Someone once told me that guitar making is a craft of making jigs, jigs, and when you think you have them all, you make another. At first, I wasn’t comfortable with this idea. I just wanted to make one guitar. Now that I’ve made a hand full of stringed instruments, and now exploring a world where I make many in a year, I finally understand the jig making business. It’s about repeatability. High quality over and over again.
I thought about buying a CNC machine – for those of you who don’t know it’s a computer numerical controlled router on an XYZ axis, basically a machine that does everything. Although, reflecting on this, if I did this, it would be manufacturing, rather that guitar building. The whole attraction of guitar building is the fact that I can use my hands. Hands on tools, hands on sandpaper, wood, glue, shell, you name it. We are lucky to have hands!! And we should take care to keep our hands too! So the idea behind jig building is to not only create repeatability but to keep our hands safe, keep the guitar safe from mistakes, yet still maintain the high quality hand-crafted allure.
I enjoy the time that it takes to build a single guitar. I now enjoy the time and challenge it takes to make jigs. There is a great deal of creativity and ingenuity that goes into jig fabrication.
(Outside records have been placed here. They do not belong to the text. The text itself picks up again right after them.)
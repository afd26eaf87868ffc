use crate::catalog::r#type::DataType;
use crate::catalog::TypeOutput;
use crate::error::{Error, Result};
use crate::sql::expr::Const;

/// What a NULL constant looks like on the wire, whatever its type.
pub const NULL_CONSTANT: &str = "\"NULL\"";

/// Renders a constant into the text sent to the external source.
///
/// NULL renders as `"NULL"`, booleans as `true`/`false`, and every other
/// supported type passes the output function's text through unchanged.
/// Constants of unsupported types fail with [`Error::UnsupportedType`].
pub fn render_constant(output: &dyn TypeOutput, constant: &Const) -> Result<String> {
    let datum = match &constant.value {
        None => return Ok(NULL_CONSTANT.to_string()),
        Some(datum) => datum,
    };
    let text = output.output(constant.consttype, datum)?;
    match constant.consttype {
        DataType::Bool => Ok(if text == "t" { "true" } else { "false" }.to_string()),
        DataType::Other(typ) => Err(Error::UnsupportedType { typ, value: text }),
        _ => Ok(text),
    }
}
I remember a visit to New York City’s Metropolitan Museum of art back in 2014 and can always visualize the exhibit “Early American Guitars: the Instruments of C.F Martin”. The display of his early guitars, tools, jigs was breathtaking, inspiring, and educational to say the least.
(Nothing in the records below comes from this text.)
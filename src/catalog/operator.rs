use serde::{Deserialize, Serialize};

use crate::catalog::r#type::Oid;

/// Operator codes understood by the external source.
#[derive(Debug, Copy, Clone, Eq, PartialEq, Hash, Serialize, Deserialize)]
pub enum OperatorCode {
    Lt,
    Gt,
    Le,
    Ge,
    Eq,
    Ne,
    Like,
    IsNull,
    IsNotNull,
    /// Binary conjunction marker between two serialized predicates.
    And,
}

impl OperatorCode {
    pub fn code(&self) -> u32 {
        match self {
            OperatorCode::Lt => 1,
            OperatorCode::Gt => 2,
            OperatorCode::Le => 3,
            OperatorCode::Ge => 4,
            OperatorCode::Eq => 5,
            OperatorCode::Ne => 6,
            OperatorCode::Like => 7,
            OperatorCode::IsNull => 8,
            OperatorCode::IsNotNull => 9,
            OperatorCode::And => 10,
        }
    }

    pub fn from_code(code: u32) -> Option<OperatorCode> {
        let op = match code {
            1 => OperatorCode::Lt,
            2 => OperatorCode::Gt,
            3 => OperatorCode::Le,
            4 => OperatorCode::Ge,
            5 => OperatorCode::Eq,
            6 => OperatorCode::Ne,
            7 => OperatorCode::Like,
            8 => OperatorCode::IsNull,
            9 => OperatorCode::IsNotNull,
            10 => OperatorCode::And,
            _ => return None,
        };
        Some(op)
    }

    /// Number of operands the operator consumes on the wire.
    pub fn arity(&self) -> usize {
        match self {
            OperatorCode::IsNull | OperatorCode::IsNotNull => 1,
            _ => 2,
        }
    }
}

impl std::fmt::Display for OperatorCode {
    fn fmt(&self, f: &mut std::fmt::Formatter<'_>) -> std::fmt::Result {
        f.write_str(match self {
            OperatorCode::Lt => "<",
            OperatorCode::Gt => ">",
            OperatorCode::Le => "<=",
            OperatorCode::Ge => ">=",
            OperatorCode::Eq => "=",
            OperatorCode::Ne => "<>",
            OperatorCode::Like => "LIKE",
            OperatorCode::IsNull => "IS NULL",
            OperatorCode::IsNotNull => "IS NOT NULL",
            OperatorCode::And => "AND",
        })
    }
}

pub const TEXT_EQUAL_OPERATOR: Oid = 98;
pub const TEXT_LIKE_OPERATOR: Oid = 1209;

/// Catalog comparison operators that can be evaluated by the external
/// source, grouped by the operand types they are defined on.
pub static SUPPORTED_OPERATORS: &[(Oid, OperatorCode)] = &[
    // int2
    (94, OperatorCode::Eq),
    (95, OperatorCode::Lt),
    (520, OperatorCode::Gt),
    (522, OperatorCode::Le),
    (524, OperatorCode::Ge),
    (519, OperatorCode::Ne),
    // int4
    (96, OperatorCode::Eq),
    (97, OperatorCode::Lt),
    (521, OperatorCode::Gt),
    (523, OperatorCode::Le),
    (525, OperatorCode::Ge),
    (518, OperatorCode::Ne),
    // int8
    (410, OperatorCode::Eq),
    (412, OperatorCode::Lt),
    (413, OperatorCode::Gt),
    (414, OperatorCode::Le),
    (415, OperatorCode::Ge),
    (411, OperatorCode::Ne),
    // int2 vs int4
    (532, OperatorCode::Eq),
    (534, OperatorCode::Lt),
    (536, OperatorCode::Gt),
    (540, OperatorCode::Le),
    (542, OperatorCode::Ge),
    (538, OperatorCode::Ne),
    // int4 vs int2
    (533, OperatorCode::Eq),
    (535, OperatorCode::Lt),
    (537, OperatorCode::Gt),
    (541, OperatorCode::Le),
    (543, OperatorCode::Ge),
    (539, OperatorCode::Ne),
    // int8 vs int4
    (416, OperatorCode::Eq),
    (418, OperatorCode::Lt),
    (419, OperatorCode::Gt),
    (420, OperatorCode::Le),
    (430, OperatorCode::Ge),
    (417, OperatorCode::Ne),
    // int4 vs int8
    (15, OperatorCode::Eq),
    (37, OperatorCode::Lt),
    (76, OperatorCode::Gt),
    (80, OperatorCode::Le),
    (82, OperatorCode::Ge),
    (36, OperatorCode::Ne),
    // int2 vs int8
    (1862, OperatorCode::Eq),
    (1864, OperatorCode::Lt),
    (1865, OperatorCode::Gt),
    (1866, OperatorCode::Le),
    (1867, OperatorCode::Ge),
    (1863, OperatorCode::Ne),
    // int8 vs int2
    (1868, OperatorCode::Eq),
    (1870, OperatorCode::Lt),
    (1871, OperatorCode::Gt),
    (1872, OperatorCode::Le),
    (1873, OperatorCode::Ge),
    (1869, OperatorCode::Ne),
    // float4
    (620, OperatorCode::Eq),
    (622, OperatorCode::Lt),
    (623, OperatorCode::Gt),
    (624, OperatorCode::Le),
    (625, OperatorCode::Ge),
    (621, OperatorCode::Ne),
    // float8
    (670, OperatorCode::Eq),
    (672, OperatorCode::Lt),
    (674, OperatorCode::Gt),
    (673, OperatorCode::Le),
    (675, OperatorCode::Ge),
    (671, OperatorCode::Ne),
    // float4 vs float8
    (1120, OperatorCode::Eq),
    (1122, OperatorCode::Lt),
    (1123, OperatorCode::Gt),
    (1124, OperatorCode::Le),
    (1125, OperatorCode::Ge),
    (1121, OperatorCode::Ne),
    // numeric
    (1752, OperatorCode::Eq),
    (1754, OperatorCode::Lt),
    (1756, OperatorCode::Gt),
    (1755, OperatorCode::Le),
    (1757, OperatorCode::Ge),
    (1753, OperatorCode::Ne),
    // text
    (TEXT_EQUAL_OPERATOR, OperatorCode::Eq),
    (664, OperatorCode::Lt),
    (666, OperatorCode::Gt),
    (665, OperatorCode::Le),
    (667, OperatorCode::Ge),
    (531, OperatorCode::Ne),
    (TEXT_LIKE_OPERATOR, OperatorCode::Like),
    // bpchar
    (1054, OperatorCode::Eq),
    (1058, OperatorCode::Lt),
    (1060, OperatorCode::Gt),
    (1059, OperatorCode::Le),
    (1061, OperatorCode::Ge),
    (1057, OperatorCode::Ne),
    // date
    (1093, OperatorCode::Eq),
    (1095, OperatorCode::Lt),
    (1097, OperatorCode::Gt),
    (1096, OperatorCode::Le),
    (1098, OperatorCode::Ge),
    (1094, OperatorCode::Ne),
    // bool
    (91, OperatorCode::Eq),
    (85, OperatorCode::Ne),
];

/// Looks up the operator code for a catalog operator, if the external
/// source supports it.
pub fn lookup_operator(opno: Oid) -> Option<OperatorCode> {
    SUPPORTED_OPERATORS.iter().find(|(dbop, _)| *dbop == opno).map(|(_, op)| *op)
}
Christian Frederick Martin, was the founder of the great American guitar firm C. F. Martin & Co. He was the son of a cabinetmaker in Markneukirchen, Saxony, Germany. There were restrictive guilds in his home town, hence, Martin moved to the United States in 1833, settling first in New York City and later moved to Nazareth, Pennsylvania to start his craft in America. Martin took elements from the Spanish-style guitar and incorporated from that tradition his own Viennese style of instrument construction. The result was an innovative form of the guitar, a style and methodology that would become important as a basis for other American makers of the instrument. When I’m off this planet, I hope to have my handmade guitars and jigs on display as Martin did, so a new generation can continue the hand-crafted guitar legacy.
So, I’ve embarked on a neck angle jig. This is probably the most important jig a luther can make. I prefer a bolt on neck. It’s easily adjustable, a tremendously stable connection – no glue required. That said, a bolt on neck requires a mortise (basically a pocket routed into the body where the neck meets), and a tenon (a protrusion of the heel end of the neck that goes into the mortise), then barrel nuts and t-bolts are used to fasten the joint together.
I don’t want to get too technical on the description of the jig, however, I do want to get into what it’s done to my confidence as a luthier. For most luthiers, the neck to body joint is the most nerve wrecking. Its where things can go very wrong. After all, it’s the most important joint. If the neck angle towards the bridge is wrong, off the center-line, it may render the instrument non-playable, or unable to produce proper sound. The guitar would be useless.
As I build the jig, I know that future builds will be that much better. Let’s face it, I’ve basically winged the neck to body joint and came out lucky every time thus far. I am removing the element of luck and ensuring a proper joint for all guitars I build.
The guitars I build will look beautiful – no doubt, worthy of putting beside other art in your home, but most importantly, they need to be playable and they need to exceed the sound quality of guitars that are manufactured. That is my standard and that’s also my name that’s on the guitar.